Binghamton University researchers have proved that the Singular Spectrum Analysis (SSA) algorithm may be the best tool to help authorities remotely detect and locate power grid faults.
"Theoretically, the SSA algorithm is an optimal approach for accurate and quick detection. However, it has not been adopted in real-world engineering applications," says Yu Chen, associate professor of electrical and computer Engineering at Binghamton University, and co-author of a paper on the algorithm with Zekun Yang, Ning Zhou, and Aleksey Polunchenko. "We adapted and improved the algorithm for the new application in power grid areas."
The paper, "Singular Spectrum Analysis Based Quick Online Detection of Disturbance Start Time in Power Grid," was presented at the 2015 Institute of Electrical and Electronics Engineers Global Communications Conference and is published in 2015 IEEE Global Communications Conference proceedings.
From a generator, through wires, through a light bulb, and back again, there can't be a single break in a circuit or nothing works. Multiple complete circuits — a grid — keep electricity flowing even when one wire does go down.

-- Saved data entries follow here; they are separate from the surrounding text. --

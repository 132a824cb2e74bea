//! [`MetricEvaluator`] backed by the `elinor` crate.
//!
//! Covers `map`, `recip_rank`, `Rprec`, `bpref`, `ndcg_cut_N`, `P_N` and
//! `recall_N`. The interpolated-precision levels are not computed and so
//! never appear in per-query results.

use super::{MetricEvaluator, PerQueryScores, Qrels, Run};
use crate::error::{BenchError, Result};
use elinor::{Metric, PredRelStoreBuilder, TrueRelStoreBuilder};
use std::collections::BTreeSet;

#[derive(Debug, Clone, Copy, Default)]
pub struct ElinorEvaluator;

/// Map a trec_eval metric name onto an elinor metric (k = 0 means no cutoff).
pub fn to_elinor_metric(name: &str) -> Option<Metric> {
    let cutoff = |prefix: &str| name.strip_prefix(prefix).and_then(|k| k.parse::<usize>().ok());
    match name {
        "map" => Some(Metric::AP { k: 0 }),
        "recip_rank" => Some(Metric::RR { k: 0 }),
        "Rprec" => Some(Metric::RPrecision),
        "bpref" => Some(Metric::Bpref),
        _ => {
            if let Some(k) = cutoff("ndcg_cut_") {
                Some(Metric::NDCG { k })
            } else if let Some(k) = cutoff("P_") {
                Some(Metric::Precision { k })
            } else {
                cutoff("recall_").map(|k| Metric::Recall { k })
            }
        }
    }
}

fn evaluator_err(e: impl std::fmt::Display) -> BenchError {
    BenchError::Evaluator(e.to_string())
}

impl MetricEvaluator for ElinorEvaluator {
    fn evaluate(&self, qrels: &Qrels, run: &Run, metrics: &[&str]) -> Result<PerQueryScores> {
        // Only queries that are judged and actually retrieved something are scored.
        let scope: BTreeSet<&String> = run
            .iter()
            .filter(|(q, hits)| !hits.is_empty() && qrels.get(*q).is_some_and(|r| !r.is_empty()))
            .map(|(q, _)| q)
            .collect();
        let mut out = PerQueryScores::new();
        if scope.is_empty() {
            return Ok(out);
        }

        let mut true_builder = TrueRelStoreBuilder::new();
        let mut pred_builder = PredRelStoreBuilder::new();
        for &qid in &scope {
            for (doc_no, &rel) in &qrels[qid] {
                true_builder.add_record(qid.clone(), doc_no.clone(), rel).map_err(evaluator_err)?;
            }
            for (doc_no, &score) in &run[qid] {
                pred_builder.add_record(qid.clone(), doc_no.clone(), score.into()).map_err(evaluator_err)?;
            }
        }
        let true_rels = true_builder.build();
        let pred_rels = pred_builder.build();

        for &name in metrics {
            let Some(metric) = to_elinor_metric(name) else {
                tracing::debug!(metric = name, "metric not supported by elinor backend");
                continue;
            };
            let evaluated = elinor::evaluate(&true_rels, &pred_rels, metric).map_err(evaluator_err)?;
            for (qid, value) in evaluated.scores().iter() {
                out.entry(qid.to_string()).or_default().insert(name.to_string(), *value);
            }
        }
        Ok(out)
    }
}
//! Fatal error conditions for the benchmark pipeline.
//!
//! Per-line and per-file defects never surface here; they are logged and
//! skipped by the stage that meets them. Only structural preconditions that
//! would make the benchmark statistically invalid abort a stage.

use std::path::PathBuf;
use thiserror::Error;

pub type Result<T> = std::result::Result<T, BenchError>;

#[derive(Debug, Error)]
pub enum BenchError {
    /// None of the judgment paths could be opened as a regular file.
    #[error("no valid relevance input: none of the {attempted} judgment paths was a readable file")]
    NoValidRelevanceInput { attempted: usize },

    #[error("insufficient eligible queries: need {need}, found {found} with at least {min_relevant} relevant documents")]
    InsufficientEligibleQueries { need: usize, found: usize, min_relevant: usize },

    #[error("embedding dimension mismatch for {id}: expected {expected}, got {actual}")]
    DimensionMismatch { id: String, expected: usize, actual: usize },

    #[error("empty evaluation input: {0}")]
    EmptyEvaluationInput(&'static str),

    #[error("metric evaluator failed: {0}")]
    Evaluator(String),

    #[error("embedder failed for {id}: {reason}")]
    Embedding { id: String, reason: String },

    #[error("malformed {kind} at {path}:{line}")]
    Malformed { kind: &'static str, path: PathBuf, line: usize },

    #[error("I/O error on {path}: {source}")]
    Io {
        path: PathBuf,
        #[source]
        source: std::io::Error,
    },

    #[error(transparent)]
    Bincode(#[from] bincode::Error),

    #[error(transparent)]
    Json(#[from] serde_json::Error),
}

impl BenchError {
    pub(crate) fn io(path: impl Into<PathBuf>, source: std::io::Error) -> Self {
        BenchError::Io { path: path.into(), source }
    }
}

That redundancy provides stability but is complex and filled with vulnerable points. Beyond the simple tree limb taking out a wire in a windstorm, hackers can break in and change how electricity flows subtly, which can have a cascading and potentially catastrophic effect on infrastructure.
Currently, the time and location of anomalies within the grid is determined by well-known formulas such as the Event Start Time (EST) algorithm, which calculates differing arrival times of power changes in different geographic locations. Even though the differences are incredibly small, they are enough to triangulate the location of changes.
The Binghamton team used simulation data generated by the Power System Tool box to prove that the SSA algorithm is faster and more robust at finding changes in the power grid from generator or transmission line problems. SSA may even be used to predict problem spots in the future.
"At the current stage, the algorithm can only detect and locate problems, and it cannot predict future problems," Zhou says. "It laid a solid foundation for the next step: prediction. Being able to detect subtle changes in the power grid promptly, our approach has the potential to predict future problems by including a power system model."
Despite the confirmation of SSA's effectiveness, fine tuning is still needed, including more ways to gather accurate geolocations of problems, more simulation testing, and real-world data collection to "validate the algorithm and polish it to cope with more realistic scenarios," the researchers say.